PROBLEM DETAILS:
Which lines of the entries below include "single"? List them all.
DATA SUPPLIED START
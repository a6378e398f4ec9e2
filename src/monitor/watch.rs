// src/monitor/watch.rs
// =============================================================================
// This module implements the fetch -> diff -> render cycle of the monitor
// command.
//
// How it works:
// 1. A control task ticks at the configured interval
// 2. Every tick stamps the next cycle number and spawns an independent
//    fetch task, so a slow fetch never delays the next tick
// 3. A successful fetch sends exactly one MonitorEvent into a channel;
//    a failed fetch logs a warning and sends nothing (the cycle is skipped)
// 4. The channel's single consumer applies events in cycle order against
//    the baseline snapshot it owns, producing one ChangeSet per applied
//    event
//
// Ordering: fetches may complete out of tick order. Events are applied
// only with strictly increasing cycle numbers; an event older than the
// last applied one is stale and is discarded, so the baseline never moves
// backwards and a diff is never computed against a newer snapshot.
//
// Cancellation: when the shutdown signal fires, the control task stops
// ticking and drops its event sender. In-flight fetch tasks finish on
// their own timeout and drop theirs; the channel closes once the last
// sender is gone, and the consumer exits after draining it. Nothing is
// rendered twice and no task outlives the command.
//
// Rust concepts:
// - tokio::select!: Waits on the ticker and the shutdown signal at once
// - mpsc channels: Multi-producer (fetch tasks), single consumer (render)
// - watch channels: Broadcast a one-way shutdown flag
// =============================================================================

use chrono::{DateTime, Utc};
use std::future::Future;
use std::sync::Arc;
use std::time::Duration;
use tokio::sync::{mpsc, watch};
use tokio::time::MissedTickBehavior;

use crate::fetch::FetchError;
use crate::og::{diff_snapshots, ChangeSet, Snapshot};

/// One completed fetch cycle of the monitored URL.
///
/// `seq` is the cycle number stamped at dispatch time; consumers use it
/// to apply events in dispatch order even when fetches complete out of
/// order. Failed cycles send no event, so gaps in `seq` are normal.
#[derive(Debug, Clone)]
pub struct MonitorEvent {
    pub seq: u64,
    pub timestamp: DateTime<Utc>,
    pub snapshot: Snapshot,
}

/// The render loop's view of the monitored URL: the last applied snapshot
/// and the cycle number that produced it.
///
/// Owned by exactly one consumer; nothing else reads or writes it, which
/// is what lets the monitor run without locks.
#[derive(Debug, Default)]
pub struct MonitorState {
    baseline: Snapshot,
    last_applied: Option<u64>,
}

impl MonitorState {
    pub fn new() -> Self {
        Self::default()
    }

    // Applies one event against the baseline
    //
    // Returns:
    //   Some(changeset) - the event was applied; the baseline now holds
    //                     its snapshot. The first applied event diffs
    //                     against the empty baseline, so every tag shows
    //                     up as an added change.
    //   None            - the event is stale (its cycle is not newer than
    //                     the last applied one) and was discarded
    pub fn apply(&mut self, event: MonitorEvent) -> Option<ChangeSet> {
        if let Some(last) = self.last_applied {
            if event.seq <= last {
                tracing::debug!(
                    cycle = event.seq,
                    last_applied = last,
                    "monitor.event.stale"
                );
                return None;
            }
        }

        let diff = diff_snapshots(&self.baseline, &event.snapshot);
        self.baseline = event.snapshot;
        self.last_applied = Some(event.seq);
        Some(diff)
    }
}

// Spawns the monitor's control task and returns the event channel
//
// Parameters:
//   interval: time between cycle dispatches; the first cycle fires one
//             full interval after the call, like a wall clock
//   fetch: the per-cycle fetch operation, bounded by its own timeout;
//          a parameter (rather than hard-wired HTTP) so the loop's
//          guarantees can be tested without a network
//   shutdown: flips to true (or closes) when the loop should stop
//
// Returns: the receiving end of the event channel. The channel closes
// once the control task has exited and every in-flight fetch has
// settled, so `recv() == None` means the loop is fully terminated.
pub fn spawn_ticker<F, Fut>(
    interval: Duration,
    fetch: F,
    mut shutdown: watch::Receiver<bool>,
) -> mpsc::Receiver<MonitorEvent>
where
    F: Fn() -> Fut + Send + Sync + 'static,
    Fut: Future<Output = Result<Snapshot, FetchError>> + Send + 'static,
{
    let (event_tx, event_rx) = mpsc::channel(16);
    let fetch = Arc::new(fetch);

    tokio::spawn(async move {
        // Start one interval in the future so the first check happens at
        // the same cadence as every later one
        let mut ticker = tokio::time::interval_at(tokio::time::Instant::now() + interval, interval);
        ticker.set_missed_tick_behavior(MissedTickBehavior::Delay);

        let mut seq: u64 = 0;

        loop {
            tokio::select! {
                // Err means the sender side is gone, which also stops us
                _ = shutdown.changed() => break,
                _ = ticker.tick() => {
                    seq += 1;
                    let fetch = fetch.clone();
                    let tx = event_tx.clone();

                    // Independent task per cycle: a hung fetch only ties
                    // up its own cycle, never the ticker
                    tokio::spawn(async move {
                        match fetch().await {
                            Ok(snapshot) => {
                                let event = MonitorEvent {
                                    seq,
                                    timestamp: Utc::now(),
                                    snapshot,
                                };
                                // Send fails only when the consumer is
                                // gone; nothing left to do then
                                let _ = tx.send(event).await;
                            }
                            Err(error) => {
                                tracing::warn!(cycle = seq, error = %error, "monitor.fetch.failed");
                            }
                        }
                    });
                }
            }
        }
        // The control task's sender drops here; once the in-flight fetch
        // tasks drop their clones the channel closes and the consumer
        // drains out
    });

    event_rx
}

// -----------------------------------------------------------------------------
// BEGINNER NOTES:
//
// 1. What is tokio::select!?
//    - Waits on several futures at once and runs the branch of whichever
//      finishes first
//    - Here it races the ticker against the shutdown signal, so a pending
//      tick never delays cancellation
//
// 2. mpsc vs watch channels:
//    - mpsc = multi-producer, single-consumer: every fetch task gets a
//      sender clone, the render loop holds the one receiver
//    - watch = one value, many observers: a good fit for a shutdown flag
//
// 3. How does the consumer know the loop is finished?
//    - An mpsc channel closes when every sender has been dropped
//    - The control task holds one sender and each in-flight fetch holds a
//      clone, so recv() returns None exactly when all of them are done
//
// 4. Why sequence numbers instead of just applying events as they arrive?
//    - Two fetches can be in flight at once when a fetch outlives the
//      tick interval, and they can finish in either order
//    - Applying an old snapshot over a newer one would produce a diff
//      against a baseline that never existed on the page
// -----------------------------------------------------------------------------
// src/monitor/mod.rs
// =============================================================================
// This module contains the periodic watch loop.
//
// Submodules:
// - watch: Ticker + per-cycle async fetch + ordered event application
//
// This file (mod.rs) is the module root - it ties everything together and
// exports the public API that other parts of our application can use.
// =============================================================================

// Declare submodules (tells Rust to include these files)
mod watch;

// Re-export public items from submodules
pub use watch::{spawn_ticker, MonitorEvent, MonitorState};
DATA SUPPLIED END
DATA SUPPLIED START
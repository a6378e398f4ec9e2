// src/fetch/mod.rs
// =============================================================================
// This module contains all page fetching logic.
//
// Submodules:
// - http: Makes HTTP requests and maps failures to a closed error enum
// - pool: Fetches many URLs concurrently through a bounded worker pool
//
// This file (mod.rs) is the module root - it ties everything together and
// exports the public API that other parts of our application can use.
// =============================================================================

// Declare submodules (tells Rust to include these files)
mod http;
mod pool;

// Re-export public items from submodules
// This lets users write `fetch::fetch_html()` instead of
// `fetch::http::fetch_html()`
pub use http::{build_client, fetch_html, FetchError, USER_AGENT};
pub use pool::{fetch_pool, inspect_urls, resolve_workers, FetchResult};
DATA SUPPLIED END
DATA SUPPLIED START
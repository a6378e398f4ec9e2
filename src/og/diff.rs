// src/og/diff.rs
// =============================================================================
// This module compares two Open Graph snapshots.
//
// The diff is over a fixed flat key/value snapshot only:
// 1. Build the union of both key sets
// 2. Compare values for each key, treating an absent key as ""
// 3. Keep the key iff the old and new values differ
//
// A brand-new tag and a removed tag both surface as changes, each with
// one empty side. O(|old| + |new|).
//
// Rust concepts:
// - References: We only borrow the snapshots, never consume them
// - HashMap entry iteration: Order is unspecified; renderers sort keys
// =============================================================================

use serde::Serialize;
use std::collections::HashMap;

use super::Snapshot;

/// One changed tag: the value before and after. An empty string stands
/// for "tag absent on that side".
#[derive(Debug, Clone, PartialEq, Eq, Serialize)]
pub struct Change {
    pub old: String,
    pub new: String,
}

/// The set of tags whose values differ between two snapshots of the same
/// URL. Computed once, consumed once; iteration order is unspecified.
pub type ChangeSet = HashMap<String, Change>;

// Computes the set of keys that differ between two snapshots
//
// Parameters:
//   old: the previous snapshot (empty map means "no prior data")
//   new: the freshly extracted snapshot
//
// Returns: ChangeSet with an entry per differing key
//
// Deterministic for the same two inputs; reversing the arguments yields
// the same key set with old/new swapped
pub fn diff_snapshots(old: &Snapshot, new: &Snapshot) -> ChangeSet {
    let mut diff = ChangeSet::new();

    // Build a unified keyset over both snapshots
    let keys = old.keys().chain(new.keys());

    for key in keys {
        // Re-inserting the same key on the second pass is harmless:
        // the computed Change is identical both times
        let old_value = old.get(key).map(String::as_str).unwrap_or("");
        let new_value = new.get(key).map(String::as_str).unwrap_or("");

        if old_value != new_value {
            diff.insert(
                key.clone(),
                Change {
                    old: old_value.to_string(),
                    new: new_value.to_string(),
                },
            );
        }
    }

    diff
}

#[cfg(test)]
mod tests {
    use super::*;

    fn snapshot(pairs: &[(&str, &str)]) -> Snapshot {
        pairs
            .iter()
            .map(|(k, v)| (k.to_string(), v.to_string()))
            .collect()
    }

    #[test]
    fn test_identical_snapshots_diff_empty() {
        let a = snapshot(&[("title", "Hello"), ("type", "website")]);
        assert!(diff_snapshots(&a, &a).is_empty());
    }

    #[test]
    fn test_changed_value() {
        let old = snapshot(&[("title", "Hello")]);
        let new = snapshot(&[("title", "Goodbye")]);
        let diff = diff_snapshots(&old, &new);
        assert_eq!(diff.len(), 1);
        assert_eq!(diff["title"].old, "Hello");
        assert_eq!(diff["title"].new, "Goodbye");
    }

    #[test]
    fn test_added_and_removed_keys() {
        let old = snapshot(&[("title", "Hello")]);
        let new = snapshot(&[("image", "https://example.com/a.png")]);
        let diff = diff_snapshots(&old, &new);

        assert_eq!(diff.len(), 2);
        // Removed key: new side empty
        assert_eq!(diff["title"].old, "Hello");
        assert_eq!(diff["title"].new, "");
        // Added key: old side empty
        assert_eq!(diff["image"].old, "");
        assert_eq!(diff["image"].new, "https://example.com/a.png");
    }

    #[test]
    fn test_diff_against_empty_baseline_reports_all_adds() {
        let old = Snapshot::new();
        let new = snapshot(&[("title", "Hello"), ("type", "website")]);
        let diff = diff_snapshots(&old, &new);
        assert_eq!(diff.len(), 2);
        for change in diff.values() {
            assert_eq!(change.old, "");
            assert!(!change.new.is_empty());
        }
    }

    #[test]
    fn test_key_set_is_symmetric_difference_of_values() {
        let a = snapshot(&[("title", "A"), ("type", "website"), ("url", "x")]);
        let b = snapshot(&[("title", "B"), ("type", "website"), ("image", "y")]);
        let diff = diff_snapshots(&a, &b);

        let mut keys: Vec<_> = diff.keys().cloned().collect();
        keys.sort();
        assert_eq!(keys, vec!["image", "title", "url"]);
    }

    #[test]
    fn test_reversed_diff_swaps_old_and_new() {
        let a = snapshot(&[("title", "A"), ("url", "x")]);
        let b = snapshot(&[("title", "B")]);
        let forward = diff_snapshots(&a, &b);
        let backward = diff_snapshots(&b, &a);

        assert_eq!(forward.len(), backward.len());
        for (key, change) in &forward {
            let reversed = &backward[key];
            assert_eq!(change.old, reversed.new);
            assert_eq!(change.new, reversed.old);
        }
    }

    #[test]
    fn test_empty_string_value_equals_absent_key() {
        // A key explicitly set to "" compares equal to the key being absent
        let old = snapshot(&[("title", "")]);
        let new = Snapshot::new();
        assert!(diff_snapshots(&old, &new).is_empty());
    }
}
DATA SUPPLIED END
ANSWER TO THE PROBLEM:
// 4. The channel's single consumer applies events in cycle order against
// - mpsc channels: Multi-producer (fetch tasks), single consumer (render)
//    - mpsc = multi-producer, single-consumer: every fetch task gets a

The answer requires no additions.